La drôle de paix. Chronique d'un effondrement annoncé, d'un burn-out du capitalisme mondialisé

Photo: Destruction by Thomas Cole/Wikimedia


  • Déclenchement de l'effondrement.
Voici un bouchon gigantesque en Pennsylvanie. Près de 10000 personnes qui se ruent pour un grand show à l'américaine ? Non, des milliers de personnes qui font la queue à la banque alimentaire. On retrouve le même "spectacle" à San Antonio au Texas et partout ailleurs aux États-Unis. À ce jour près de 17 millions de personnes ont perdu leur emploi en trois semaines. On estime à 45 millions le nombre d'américains qui seront au chômage d'ici quelques mois. Début mars,, j'annonçais 60 millions de chômeurs en plus à travers le monde suite à cette "crise" du coronavirus. J'étais largement en-dessous, et pourtant dieu sait que je suis une annonciateur de très mauvaises nouvelles. 

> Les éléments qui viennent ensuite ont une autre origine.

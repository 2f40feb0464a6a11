//! Graceful shutdown coordination via `CancellationToken`.

use std::time::Duration;

use tokio::task::JoinHandle;
use tokio_util::sync::CancellationToken;
use tracing::{info, warn};

/// Default deadline for graceful shutdown before the process force-exits.
pub const DEFAULT_SHUTDOWN_TIMEOUT: Duration = Duration::from_secs(10);

/// Close code sent to every open connection on shutdown (normal closure).
pub const SHUTDOWN_CLOSE_CODE: u16 = 1000;

/// Close reason sent to every open connection on shutdown.
pub const SHUTDOWN_CLOSE_REASON: &str = "Server shutting down";

/// Coordinates graceful shutdown across the listener and every session task.
#[derive(Debug)]
pub struct ShutdownCoordinator {
    token: CancellationToken,
}

impl ShutdownCoordinator {
    /// Create a new shutdown coordinator.
    pub fn new() -> Self {
        Self {
            token: CancellationToken::new(),
        }
    }

    /// Get a clone of the cancellation token.
    pub fn token(&self) -> CancellationToken {
        self.token.clone()
    }

    /// Initiate shutdown.
    pub fn shutdown(&self) {
        self.token.cancel();
    }

    /// Whether a shutdown has been initiated.
    pub fn is_shutting_down(&self) -> bool {
        self.token.is_cancelled()
    }

    /// Cancel the token and wait up to `timeout` for `handles` to finish.
    ///
    /// Returns `false` when the deadline elapsed first.
    pub async fn graceful_shutdown(
        &self,
        handles: Vec<JoinHandle<()>>,
        timeout: Option<Duration>,
    ) -> bool {
        let timeout = timeout.unwrap_or(DEFAULT_SHUTDOWN_TIMEOUT);

        self.shutdown();
        info!(
            task_count = handles.len(),
            timeout_secs = timeout.as_secs(),
            "waiting for tasks to complete"
        );

        let drain = futures::future::join_all(handles);

        if tokio::time::timeout(timeout, drain).await.is_err() {
            warn!("shutdown timed out after {timeout:?}, some tasks may still be running");
            return false;
        }
        true
    }
}

impl Default for ShutdownCoordinator {
    fn default() -> Self {
        Self::new()
    }
}
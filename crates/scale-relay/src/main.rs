//! # scale-relay
//!
//! Scale relay binary: loads settings, starts the HTTP/WebSocket server and
//! shuts it down on SIGINT/SIGTERM.

#![deny(unsafe_code)]

use std::path::PathBuf;
use std::time::Duration;

use anyhow::{Context, Result};
use clap::Parser;
use relay_server::{RelayServer, ServerConfig};
use relay_settings::RelaySettings;
use tracing::{error, info, warn};

/// Real-time relay for scale readings.
#[derive(Parser, Debug)]
#[command(name = "scale-relay", about = "Real-time WebSocket relay for scale readings")]
struct Cli {
    /// Host to bind (overrides settings).
    #[arg(long)]
    host: Option<String>,

    /// Port to bind, 0 for auto-assign (overrides settings and `PORT`).
    #[arg(long)]
    port: Option<u16>,

    /// Settings file (default `~/.scale-relay/settings.json`).
    #[arg(long)]
    settings: Option<PathBuf>,

    /// Log filter, e.g. `debug` or `relay_server=trace` (overrides settings).
    #[arg(long)]
    log_level: Option<String>,
}

/// Load settings from file and env, then apply command-line overrides.
fn resolve_settings(args: &Cli) -> Result<RelaySettings> {
    let mut settings = match &args.settings {
        Some(path) => relay_settings::load_settings_from_path(path)
            .with_context(|| format!("Failed to load settings from {}", path.display()))?,
        None => relay_settings::load_settings().context("Failed to load settings")?,
    };
    if let Some(host) = &args.host {
        settings.server.host.clone_from(host);
    }
    if let Some(port) = args.port {
        settings.server.port = port;
    }
    if let Some(level) = &args.log_level {
        settings.logging.level.clone_from(level);
    }
    Ok(settings)
}

/// Resolve once SIGINT or SIGTERM arrives.
async fn shutdown_signal() {
    let ctrl_c = async {
        if let Err(e) = tokio::signal::ctrl_c().await {
            warn!(error = %e, "failed to listen for ctrl-c");
            std::future::pending::<()>().await;
        }
    };

    #[cfg(unix)]
    let terminate = async {
        use tokio::signal::unix::{SignalKind, signal};
        match signal(SignalKind::terminate()) {
            Ok(mut sigterm) => {
                let _ = sigterm.recv().await;
            }
            Err(e) => {
                warn!(error = %e, "failed to listen for SIGTERM");
                std::future::pending::<()>().await;
            }
        }
    };

    #[cfg(not(unix))]
    let terminate = std::future::pending::<()>();

    tokio::select! {
        () = ctrl_c => info!("received SIGINT"),
        () = terminate => info!("received SIGTERM"),
    }
}

#[tokio::main]
async fn main() -> Result<()> {
    let args = Cli::parse();
    let settings = resolve_settings(&args)?;
    relay_core::logging::init_subscriber(&settings.logging.level);

    let metrics = relay_server::metrics::install_recorder()
        .context("Failed to install metrics recorder")?;
    let server = RelayServer::new(ServerConfig::from(&settings), metrics);
    let (addr, handle) = server.listen().await.context("Failed to bind server")?;

    info!(
        %addr,
        history_capacity = settings.relay.history_capacity,
        history_replay = settings.relay.history_replay,
        "scale relay ready: ws://{addr}/ws, health http://{addr}/health"
    );

    shutdown_signal().await;
    info!("Shutting down...");

    let tracker = server.sessions().clone();
    let _ = tracker.close();
    let sessions = tokio::spawn(async move { tracker.wait().await });
    let deadline = Duration::from_secs(settings.shutdown.timeout_secs);
    let finished = server
        .shutdown()
        .graceful_shutdown(vec![handle, sessions], Some(deadline))
        .await;
    if !finished {
        error!(timeout_secs = deadline.as_secs(), "forced shutdown after timeout");
        std::process::exit(1);
    }

    let _ = server.relay().drain();
    info!("shutdown complete");
    Ok(())
}
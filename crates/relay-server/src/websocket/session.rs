//! WebSocket session loop for one connected client, from upgrade through disconnect.

use std::sync::Arc;
use std::time::Duration;

use axum::extract::ws::{CloseFrame, Message, Utf8Bytes, WebSocket, close_code};
use futures::stream::SplitSink;
use futures::{SinkExt, StreamExt};
use metrics::counter;
use relay_core::RelayError;
use tokio::sync::mpsc;
use tokio_util::sync::CancellationToken;
use tracing::{debug, info, instrument, warn};

use crate::metrics::RELAY_MALFORMED_TOTAL;
use crate::relay::{DisconnectReason, Relay};
use crate::shutdown::SHUTDOWN_CLOSE_REASON;

use super::connection::ClientConnection;

/// Server-initiated liveness probing.
#[derive(Clone, Copy, Debug)]
pub struct Heartbeat {
    /// Interval between Ping frames.
    pub ping_interval: Duration,
    /// Silence after which the client is dropped.
    pub pong_timeout: Duration,
}

/// Drive one joined connection until it closes.
///
/// 1. Spawns a writer that drains the outbound queue and sends periodic Ping frames
/// 2. Hands every inbound text (or UTF-8 binary) frame to [`Relay::handle_text`], one at a time
/// 3. On shutdown, sends close code 1000 and returns
///
/// The caller owns cleanup: it must call [`Relay::leave`] with the returned reason.
#[instrument(skip_all, fields(client_id = connection.id))]
pub async fn run_ws_session(
    ws: WebSocket,
    connection: Arc<ClientConnection>,
    outbound: mpsc::Receiver<Arc<String>>,
    relay: Arc<Relay>,
    heartbeat: Heartbeat,
    shutdown: CancellationToken,
) -> DisconnectReason {
    let (ws_tx, mut ws_rx) = ws.split();
    let mut writer = tokio::spawn(write_loop(
        ws_tx,
        outbound,
        Arc::clone(&connection),
        heartbeat,
        shutdown,
    ));

    let reason = loop {
        tokio::select! {
            exit = &mut writer => {
                break exit.unwrap_or_else(|e| {
                    warn!(error = %e, "writer task failed");
                    DisconnectReason::WriteFailed
                });
            }
            frame = ws_rx.next() => {
                let msg = match frame {
                    Some(Ok(msg)) => msg,
                    Some(Err(e)) => {
                        let err = RelayError::Transport(e.to_string());
                        debug!(error = %err, "socket read failed");
                        break DisconnectReason::Transport;
                    }
                    None => break DisconnectReason::StreamEnded,
                };
                connection.mark_alive();

                let text = match msg {
                    Message::Text(ref t) => t.as_str(),
                    Message::Binary(ref data) => match std::str::from_utf8(data) {
                        Ok(s) => s,
                        Err(e) => {
                            counter!(RELAY_MALFORMED_TOTAL).increment(1);
                            let err = RelayError::MalformedPayload(e.to_string());
                            warn!(len = data.len(), error = %err, "dropping non-UTF-8 binary frame");
                            continue;
                        }
                    },
                    Message::Close(_) => {
                        info!("client sent close frame");
                        break DisconnectReason::ClientClosed;
                    }
                    Message::Ping(_) | Message::Pong(_) => continue,
                };

                let _ = relay.handle_text(&connection, text);
            }
        }
    };

    if !writer.is_finished() {
        writer.abort();
    }
    reason
}

async fn write_loop(
    mut ws_tx: SplitSink<WebSocket, Message>,
    mut outbound: mpsc::Receiver<Arc<String>>,
    connection: Arc<ClientConnection>,
    heartbeat: Heartbeat,
    shutdown: CancellationToken,
) -> DisconnectReason {
    let mut ping_interval = tokio::time::interval(heartbeat.ping_interval);
    // Skip the immediate first tick
    let _ = ping_interval.tick().await;

    loop {
        tokio::select! {
            biased;

            () = shutdown.cancelled() => {
                let close = Message::Close(Some(CloseFrame {
                    code: close_code::NORMAL,
                    reason: Utf8Bytes::from_static(SHUTDOWN_CLOSE_REASON),
                }));
                if let Err(e) = ws_tx.send(close).await {
                    debug!(error = %e, "failed to send shutdown close frame");
                }
                return DisconnectReason::Shutdown;
            }
            msg = outbound.recv() => {
                let Some(text) = msg else {
                    return DisconnectReason::StreamEnded;
                };
                if ws_tx.send(Message::Text(String::clone(&text).into())).await.is_err() {
                    return DisconnectReason::WriteFailed;
                }
            }
            _ = ping_interval.tick() => {
                if !connection.check_alive() && connection.last_pong_elapsed() > heartbeat.pong_timeout {
                    warn!(timeout = ?heartbeat.pong_timeout, "client unresponsive, disconnecting");
                    return DisconnectReason::HeartbeatTimeout;
                }
                if ws_tx.send(Message::Ping(Vec::new().into())).await.is_err() {
                    return DisconnectReason::WriteFailed;
                }
            }
        }
    }
}
//! Settings schema.
//!
//! Every struct uses `#[serde(rename_all = "camelCase", default)]` so a
//! partial `settings.json` only has to name the fields it changes.

use serde::{Deserialize, Serialize};

use relay_core::history::{DEFAULT_HISTORY_CAPACITY, DEFAULT_REPLAY_LEN};
use relay_core::logging::DEFAULT_LOG_LEVEL;

use crate::errors::{Result, SettingsError};

/// Greeting sent in every `welcome` envelope.
pub const DEFAULT_WELCOME_MESSAGE: &str = "Connected to Periyar Scale Server";

/// Root settings object.
#[derive(Clone, Debug, Default, PartialEq, Serialize, Deserialize)]
#[serde(rename_all = "camelCase", default)]
pub struct RelaySettings {
    /// Listener address.
    pub server: ServerSettings,
    /// Fan-out and history behaviour.
    pub relay: RelayBehaviour,
    /// WebSocket liveness probing.
    pub heartbeat: HeartbeatSettings,
    /// Graceful shutdown.
    pub shutdown: ShutdownSettings,
    /// Log output.
    pub logging: LoggingSettings,
}

impl RelaySettings {
    /// Reject combinations that cannot work together.
    pub fn validate(&self) -> Result<()> {
        if self.relay.outbound_queue == 0 {
            return Err(SettingsError::InvalidValue(
                "relay.outboundQueue must be at least 1".to_string(),
            ));
        }
        if self.heartbeat.ping_interval_secs == 0 {
            return Err(SettingsError::InvalidValue(
                "heartbeat.pingIntervalSecs must be at least 1".to_string(),
            ));
        }
        if self.heartbeat.pong_timeout_secs < self.heartbeat.ping_interval_secs {
            return Err(SettingsError::InvalidValue(format!(
                "heartbeat.pongTimeoutSecs ({}) is shorter than heartbeat.pingIntervalSecs ({})",
                self.heartbeat.pong_timeout_secs, self.heartbeat.ping_interval_secs
            )));
        }
        Ok(())
    }
}

/// Listener address.
#[derive(Clone, Debug, PartialEq, Serialize, Deserialize)]
#[serde(rename_all = "camelCase", default)]
pub struct ServerSettings {
    /// Interface to bind.
    pub host: String,
    /// TCP port. `0` picks an ephemeral port.
    pub port: u16,
}

impl Default for ServerSettings {
    fn default() -> Self {
        Self {
            host: "0.0.0.0".to_string(),
            port: 8080,
        }
    }
}

/// Fan-out and history behaviour.
#[derive(Clone, Debug, PartialEq, Serialize, Deserialize)]
#[serde(rename_all = "camelCase", default)]
pub struct RelayBehaviour {
    /// Readings retained in memory.
    pub history_capacity: usize,
    /// Readings replayed to each new connection.
    pub history_replay: usize,
    /// Frames buffered per connection before deliveries start failing.
    pub outbound_queue: usize,
    /// Greeting placed in the `welcome` envelope.
    pub welcome_message: String,
}

impl Default for RelayBehaviour {
    fn default() -> Self {
        Self {
            history_capacity: DEFAULT_HISTORY_CAPACITY,
            history_replay: DEFAULT_REPLAY_LEN,
            outbound_queue: 256,
            welcome_message: DEFAULT_WELCOME_MESSAGE.to_string(),
        }
    }
}

/// WebSocket liveness probing.
#[derive(Clone, Debug, PartialEq, Serialize, Deserialize)]
#[serde(rename_all = "camelCase", default)]
pub struct HeartbeatSettings {
    /// Seconds between protocol-level pings.
    pub ping_interval_secs: u64,
    /// Seconds without a pong before the connection is dropped.
    pub pong_timeout_secs: u64,
}

impl Default for HeartbeatSettings {
    fn default() -> Self {
        Self {
            ping_interval_secs: 30,
            pong_timeout_secs: 60,
        }
    }
}

/// Graceful shutdown.
#[derive(Clone, Debug, PartialEq, Serialize, Deserialize)]
#[serde(rename_all = "camelCase", default)]
pub struct ShutdownSettings {
    /// Hard deadline, in seconds, before the process force-exits.
    pub timeout_secs: u64,
}

impl Default for ShutdownSettings {
    fn default() -> Self {
        Self { timeout_secs: 10 }
    }
}

/// Log output.
#[derive(Clone, Debug, PartialEq, Serialize, Deserialize)]
#[serde(rename_all = "camelCase", default)]
pub struct LoggingSettings {
    /// `tracing` filter directive used when `RUST_LOG` is unset.
    pub level: String,
}

impl Default for LoggingSettings {
    fn default() -> Self {
        Self {
            level: DEFAULT_LOG_LEVEL.to_string(),
        }
    }
}
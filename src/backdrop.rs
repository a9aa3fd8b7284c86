// Browser wiring for the hero backdrop: finds the canvas, sizes it to the
// viewport, feeds window resize and mouse events into the animation, and
// drives it with requestAnimationFrame until unmounted.

use crate::animation::{Animation, FrameHandle, FrameScheduler};
use crate::config::FieldConfig;
use crate::field::ParticleField;
use crate::listener::EventListener;
use crate::surface::{CanvasSurface, Surface, SurfaceError};
use js_sys::Function;
use std::cell::RefCell;
use std::rc::Rc;
use wasm_bindgen::prelude::*;
use wasm_bindgen::JsCast;
use web_sys::{Event, EventTarget, HtmlCanvasElement, MouseEvent, Window};

type FrameCallback = Rc<RefCell<Option<Closure<dyn FnMut(f64)>>>>;
type SharedAnimation = Rc<RefCell<Animation<CanvasSurface, BrowserScheduler>>>;

pub struct BrowserScheduler {
    window: Window,
    callback: FrameCallback,
}

impl FrameScheduler for BrowserScheduler {
    fn request_frame(&mut self) -> Option<FrameHandle> {
        let slot = self.callback.borrow();
        let callback = slot.as_ref()?;
        match self
            .window
            .request_animation_frame(callback.as_ref().unchecked_ref::<Function>())
        {
            Ok(handle) => Some(handle),
            Err(e) => {
                log::warn!("requestAnimationFrame failed: {:?}", e);
                None
            }
        }
    }

    fn cancel_frame(&mut self, handle: FrameHandle) {
        if let Err(e) = self.window.cancel_animation_frame(handle) {
            log::warn!("cancelAnimationFrame({}) failed: {:?}", handle, e);
        }
    }
}

fn viewport_size(window: &Window) -> (f64, f64) {
    let width = window
        .inner_width()
        .ok()
        .and_then(|w| w.as_f64())
        .unwrap_or(0.0);
    let height = window
        .inner_height()
        .ok()
        .and_then(|h| h.as_f64())
        .unwrap_or(0.0);
    (width, height)
}

// Registration failures only cost us that input, the field keeps animating
fn listen<F>(listeners: &mut Vec<EventListener>, target: &EventTarget, event: &'static str, callback: F)
where
    F: FnMut(Event) + 'static,
{
    match EventListener::new(target, event, callback) {
        Ok(listener) => listeners.push(listener),
        Err(e) => log::warn!("could not listen for {}: {:?}", event, e),
    }
}

struct Mounted {
    animation: SharedAnimation,
    frame_callback: FrameCallback,
    listeners: Vec<EventListener>,
}

impl Mounted {
    fn new(canvas: HtmlCanvasElement, config: FieldConfig) -> Result<Mounted, SurfaceError> {
        let window = web_sys::window().ok_or(SurfaceError::NoWindow)?;
        let mut surface = CanvasSurface::acquire(canvas.clone())?;

        let (width, height) = viewport_size(&window);
        surface.resize(width, height);
        let field = ParticleField::initialize(width, height, config, &mut rand::thread_rng());
        let count = field.particles().len();

        let frame_callback: FrameCallback = Rc::new(RefCell::new(None));
        let scheduler = BrowserScheduler {
            window: window.clone(),
            callback: frame_callback.clone(),
        };
        let animation: SharedAnimation =
            Rc::new(RefCell::new(Animation::new(field, surface, scheduler)));

        let frame_animation = animation.clone();
        *frame_callback.borrow_mut() = Some(Closure::wrap(Box::new(move |timestamp: f64| {
            #[cfg(feature = "profile")]
            let _timer = crate::Timer::new("HeroBackdrop::frame");
            frame_animation.borrow_mut().on_frame(timestamp);
        }) as Box<dyn FnMut(f64)>));

        let mut listeners = Vec::with_capacity(2);

        let resize_animation = animation.clone();
        let resize_window = window.clone();
        listen(&mut listeners, &window, "resize", move |_| {
            let (width, height) = viewport_size(&resize_window);
            resize_animation.borrow_mut().resize(width, height);
        });

        // clientX/Y are viewport coordinates, the canvas may be scrolled away
        let pointer_animation = animation.clone();
        listen(&mut listeners, &window, "mousemove", move |event| {
            if let Some(event) = event.dyn_ref::<MouseEvent>() {
                let rect = canvas.get_bounding_client_rect();
                let x = event.client_x() as f64 - rect.left();
                let y = event.client_y() as f64 - rect.top();
                pointer_animation.borrow_mut().set_pointer(x, y);
            }
        });

        animation.borrow_mut().start();
        log::info!("particle backdrop mounted: {} particles on {}x{}", count, width, height);

        Ok(Mounted {
            animation,
            frame_callback,
            listeners,
        })
    }
}

/// Decorative particle field behind the portfolio hero section.
///
/// A backdrop that could not get a 2d context is inert rather than an error:
/// `is_running()` reports false and nothing is ever drawn.
#[wasm_bindgen]
pub struct HeroBackdrop {
    mounted: Option<Mounted>,
}

#[wasm_bindgen]
impl HeroBackdrop {
    pub fn mount(canvas_id: &str) -> HeroBackdrop {
        match CanvasSurface::find(canvas_id) {
            Ok(canvas) => HeroBackdrop::mount_on(canvas),
            Err(e) => HeroBackdrop::inert(e),
        }
    }

    pub fn mount_on(canvas: HtmlCanvasElement) -> HeroBackdrop {
        HeroBackdrop::mount_with_config(canvas, FieldConfig::default())
    }

    // Cancels the pending frame and removes both window listeners. Safe to
    // call more than once; JS `free()` runs it too.
    pub fn unmount(&mut self) {
        if let Some(mounted) = self.mounted.take() {
            mounted.animation.borrow_mut().teardown();
            drop(mounted.listeners);
            // Breaks the closure -> animation -> scheduler -> closure cycle
            let callback = mounted.frame_callback.borrow_mut().take();
            drop(callback);
            log::info!("particle backdrop unmounted");
        }
    }

    pub fn is_running(&self) -> bool {
        self.mounted
            .as_ref()
            .map_or(false, |m| m.animation.borrow().is_running())
    }
}

impl HeroBackdrop {
    pub fn mount_with_config(canvas: HtmlCanvasElement, config: FieldConfig) -> HeroBackdrop {
        match Mounted::new(canvas, config) {
            Ok(mounted) => HeroBackdrop {
                mounted: Some(mounted),
            },
            Err(e) => HeroBackdrop::inert(e),
        }
    }

    fn inert(error: SurfaceError) -> HeroBackdrop {
        log::warn!("particle backdrop disabled: {}", error);
        HeroBackdrop { mounted: None }
    }
}

impl Drop for HeroBackdrop {
    fn drop(&mut self) {
        self.unmount();
    }
}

Jamais dans l'Histoire de ce pays, y compris après la crise de 1929, un tel phénomène ne s'était produit. En réalité, aux États-Unis comme partout dans le monde, nous sommes tous plongés dans une crise 25/30 fois plus puissante que celles de 29 ou de 2008. Nous ne vivons pas dans un régime de guerre contrairement à la logorrhée assénée par nos valeureux dirigeants. Un régime de guerre implique des armées qui combattent d'autres armées. Nous avions en France en 1939-1940 ce qu'on appela la "drôle de guerre". Les soldats français bien plantés sur leur ligne Maginot faisaient face à leurs confrères allemands sans qu'il se passe rien. L'attente. L'ennui. La certitude que ça suffirait à canaliser les ardeurs de l'ennemi. 
  • La drôle de paix. 
Aujourd'hui nous sommes dans ce que j'appelle la drôle de paix. Des centaines de millions de personnes sont confinées pour canaliser une pandémie. Pour gagner du temps, pour ne pas engorger les hôpitaux et les morgues. On attend, on s'ennuie, on déprime ou on fait semblant d'être peinard et d'occuper nos journées au mieux. Beaucoup d'entre nous tablent sur un redémarrage certes difficile mais un redémarrage de l'économie. C'est pourtant le contraire qui va se passer. Bien sûr, il y aura un rebond au moment du déconfinement. Ce qui était fermé et donc rouvert sera investi par les consommateurs, du moins ceux qui n'auront pas laissé toutes leurs économies dans la "bataille" et pire, ceux, qui déjà avant cette crise, ne parvenaient pas par millions à finir leur mois avec les revenus qu'ils percevaient. 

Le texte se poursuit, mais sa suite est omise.